PROBLEM: Once you have read the records below, restate them word for word.

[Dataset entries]
########

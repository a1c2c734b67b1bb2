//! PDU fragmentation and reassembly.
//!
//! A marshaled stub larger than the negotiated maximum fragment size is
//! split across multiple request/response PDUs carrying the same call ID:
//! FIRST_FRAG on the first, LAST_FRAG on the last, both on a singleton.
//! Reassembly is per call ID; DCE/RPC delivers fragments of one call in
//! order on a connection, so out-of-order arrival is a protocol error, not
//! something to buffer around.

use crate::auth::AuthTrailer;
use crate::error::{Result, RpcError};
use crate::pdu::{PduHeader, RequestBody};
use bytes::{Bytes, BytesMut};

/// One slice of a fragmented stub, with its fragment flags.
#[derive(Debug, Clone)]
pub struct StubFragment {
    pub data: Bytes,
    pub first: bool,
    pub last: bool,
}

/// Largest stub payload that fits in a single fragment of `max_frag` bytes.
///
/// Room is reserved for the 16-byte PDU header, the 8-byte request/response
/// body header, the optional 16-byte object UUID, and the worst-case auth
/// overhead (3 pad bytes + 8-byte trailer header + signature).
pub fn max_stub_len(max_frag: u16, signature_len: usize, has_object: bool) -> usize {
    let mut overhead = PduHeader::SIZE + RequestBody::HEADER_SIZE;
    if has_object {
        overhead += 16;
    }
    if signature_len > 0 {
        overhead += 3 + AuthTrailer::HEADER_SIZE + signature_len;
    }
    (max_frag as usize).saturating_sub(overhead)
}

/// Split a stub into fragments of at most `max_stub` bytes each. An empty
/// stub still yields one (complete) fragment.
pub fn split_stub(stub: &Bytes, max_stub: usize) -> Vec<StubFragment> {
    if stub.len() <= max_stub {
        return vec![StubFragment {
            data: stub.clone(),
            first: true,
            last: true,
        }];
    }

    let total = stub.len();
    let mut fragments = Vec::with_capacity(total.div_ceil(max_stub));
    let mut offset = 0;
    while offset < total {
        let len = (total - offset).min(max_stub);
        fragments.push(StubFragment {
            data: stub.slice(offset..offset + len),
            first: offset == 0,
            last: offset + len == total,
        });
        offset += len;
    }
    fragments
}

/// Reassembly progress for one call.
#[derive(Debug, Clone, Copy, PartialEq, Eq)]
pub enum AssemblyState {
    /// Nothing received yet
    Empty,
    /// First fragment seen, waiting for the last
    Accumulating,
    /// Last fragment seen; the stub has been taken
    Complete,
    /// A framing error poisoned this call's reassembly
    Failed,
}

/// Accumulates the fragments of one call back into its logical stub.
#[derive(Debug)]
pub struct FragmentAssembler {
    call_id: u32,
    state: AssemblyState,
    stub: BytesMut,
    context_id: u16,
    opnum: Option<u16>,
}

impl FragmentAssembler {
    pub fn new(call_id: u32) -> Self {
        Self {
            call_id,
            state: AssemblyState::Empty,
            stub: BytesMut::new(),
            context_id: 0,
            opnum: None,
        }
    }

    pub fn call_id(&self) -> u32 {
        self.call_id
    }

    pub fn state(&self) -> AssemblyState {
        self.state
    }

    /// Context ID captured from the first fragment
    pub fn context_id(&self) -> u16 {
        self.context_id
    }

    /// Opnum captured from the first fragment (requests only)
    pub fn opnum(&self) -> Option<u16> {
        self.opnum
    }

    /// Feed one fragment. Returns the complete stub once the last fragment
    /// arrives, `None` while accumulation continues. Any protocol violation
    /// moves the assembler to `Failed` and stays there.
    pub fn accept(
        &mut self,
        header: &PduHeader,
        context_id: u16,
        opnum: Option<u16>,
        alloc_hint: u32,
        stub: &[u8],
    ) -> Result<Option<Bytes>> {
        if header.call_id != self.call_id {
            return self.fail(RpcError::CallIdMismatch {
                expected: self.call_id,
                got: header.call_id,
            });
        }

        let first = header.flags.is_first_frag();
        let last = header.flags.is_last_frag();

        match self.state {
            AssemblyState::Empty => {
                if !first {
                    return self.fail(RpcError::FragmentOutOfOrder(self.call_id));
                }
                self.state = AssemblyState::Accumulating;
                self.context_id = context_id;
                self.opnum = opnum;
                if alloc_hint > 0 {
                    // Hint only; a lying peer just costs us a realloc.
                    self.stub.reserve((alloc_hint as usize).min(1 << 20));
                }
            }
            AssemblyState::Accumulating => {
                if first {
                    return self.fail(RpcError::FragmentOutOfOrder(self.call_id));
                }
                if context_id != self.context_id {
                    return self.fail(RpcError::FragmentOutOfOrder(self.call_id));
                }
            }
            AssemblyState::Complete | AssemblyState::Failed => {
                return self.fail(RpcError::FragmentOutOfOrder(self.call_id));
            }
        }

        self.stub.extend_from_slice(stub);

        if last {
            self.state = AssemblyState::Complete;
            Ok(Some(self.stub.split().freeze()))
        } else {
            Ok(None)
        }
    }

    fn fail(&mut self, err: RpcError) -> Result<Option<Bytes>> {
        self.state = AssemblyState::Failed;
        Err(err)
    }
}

########

OUTPUT FOR THIS EXERCISE:
repository a1c2c734b67b1bb2
//! PDU fragmentation and reassembly.
//!
//! A marshaled stub larger than the negotiated maximum fragment size is
//! split across multiple request/response PDUs carrying the same call ID:
//! FIRST_FRAG on the first, LAST_FRAG on the last, both on a singleton.
//! Reassembly is per call ID; DCE/RPC delivers fragments of one call in
//! order on a connection, so out-of-order arrival is a protocol error, not
//! something to buffer around.

use crate::auth::AuthTrailer;
use crate::error::{Result, RpcError};
use crate::pdu::{PduHeader, RequestBody};
use bytes::{Bytes, BytesMut};

/// One slice of a fragmented stub, with its fragment flags.
#[derive(Debug, Clone)]
pub struct StubFragment {
    pub data: Bytes,
    pub first: bool,
    pub last: bool,
}

/// Largest stub payload that fits in a single fragment of `max_frag` bytes.
///
/// Room is reserved for the 16-byte PDU header, the 8-byte request/response
/// body header, the optional 16-byte object UUID, and the worst-case auth
/// overhead (3 pad bytes + 8-byte trailer header + signature).
pub fn max_stub_len(max_frag: u16, signature_len: usize, has_object: bool) -> usize {
    let mut overhead = PduHeader::SIZE + RequestBody::HEADER_SIZE;
    if has_object {
        overhead += 16;
    }
    if signature_len > 0 {
        overhead += 3 + AuthTrailer::HEADER_SIZE + signature_len;
    }
    (max_frag as usize).saturating_sub(overhead)
}

/// Split a stub into fragments of at most `max_stub` bytes each. An empty
/// stub still yields one (complete) fragment.
pub fn split_stub(stub: &Bytes, max_stub: usize) -> Vec<StubFragment> {
    if stub.len() <= max_stub {
        return vec![StubFragment {
            data: stub.clone(),
            first: true,
            last: true,
        }];
    }

    let total = stub.len();
    let mut fragments = Vec::with_capacity(total.div_ceil(max_stub));
    let mut offset = 0;
    while offset < total {
        let len = (total - offset).min(max_stub);
        fragments.push(StubFragment {
            data: stub.slice(offset..offset + len),
            first: offset == 0,
            last: offset + len == total,
        });
        offset += len;
    }
    fragments
}

/// Reassembly progress for one call.
#[derive(Debug, Clone, Copy, PartialEq, Eq)]
pub enum AssemblyState {
    /// Nothing received yet
    Empty,
    /// First fragment seen, waiting for the last
    Accumulating,
    /// Last fragment seen; the stub has been taken
    Complete,
    /// A framing error poisoned this call's reassembly
    Failed,
}

/// Accumulates the fragments of one call back into its logical stub.
#[derive(Debug)]
pub struct FragmentAssembler {
    call_id: u32,
    state: AssemblyState,
    stub: BytesMut,
    context_id: u16,
    opnum: Option<u16>,
}

impl FragmentAssembler {
    pub fn new(call_id: u32) -> Self {
        Self {
            call_id,
            state: AssemblyState::Empty,
            stub: BytesMut::new(),
            context_id: 0,
            opnum: None,
        }
    }

    pub fn call_id(&self) -> u32 {
        self.call_id
    }

    pub fn state(&self) -> AssemblyState {
        self.state
    }

    /// Context ID captured from the first fragment
    pub fn context_id(&self) -> u16 {
        self.context_id
    }

    /// Opnum captured from the first fragment (requests only)
    pub fn opnum(&self) -> Option<u16> {
        self.opnum
    }

    /// Feed one fragment. Returns the complete stub once the last fragment
    /// arrives, `None` while accumulation continues. Any protocol violation
    /// moves the assembler to `Failed` and stays there.
    pub fn accept(
        &mut self,
        header: &PduHeader,
        context_id: u16,
        opnum: Option<u16>,
        alloc_hint: u32,
        stub: &[u8],
    ) -> Result<Option<Bytes>> {
        if header.call_id != self.call_id {
            return self.fail(RpcError::CallIdMismatch {
                expected: self.call_id,
                got: header.call_id,
            });
        }

        let first = header.flags.is_first_frag();
        let last = header.flags.is_last_frag();

        match self.state {
            AssemblyState::Empty => {
                if !first {
                    return self.fail(RpcError::FragmentOutOfOrder(self.call_id));
                }
                self.state = AssemblyState::Accumulating;
                self.context_id = context_id;
                self.opnum = opnum;
                if alloc_hint > 0 {
                    // Hint only; a lying peer just costs us a realloc.
                    self.stub.reserve((alloc_hint as usize).min(1 << 20));
                }
            }
            AssemblyState::Accumulating => {
                if first {
                    return self.fail(RpcError::FragmentOutOfOrder(self.call_id));
                }
                if context_id != self.context_id {
                    return self.fail(RpcError::FragmentOutOfOrder(self.call_id));
                }
            }
            AssemblyState::Complete | AssemblyState::Failed => {
                return self.fail(RpcError::FragmentOutOfOrder(self.call_id));
            }
        }

        self.stub.extend_from_slice(stub);

        if last {
            self.state = AssemblyState::Complete;
            Ok(Some(self.stub.split().freeze()))
        } else {
            Ok(None)
        }
    }

    fn fail(&mut self, err: RpcError) -> Result<Option<Bytes>> {
        self.state = AssemblyState::Failed;
        Err(err)
    }
}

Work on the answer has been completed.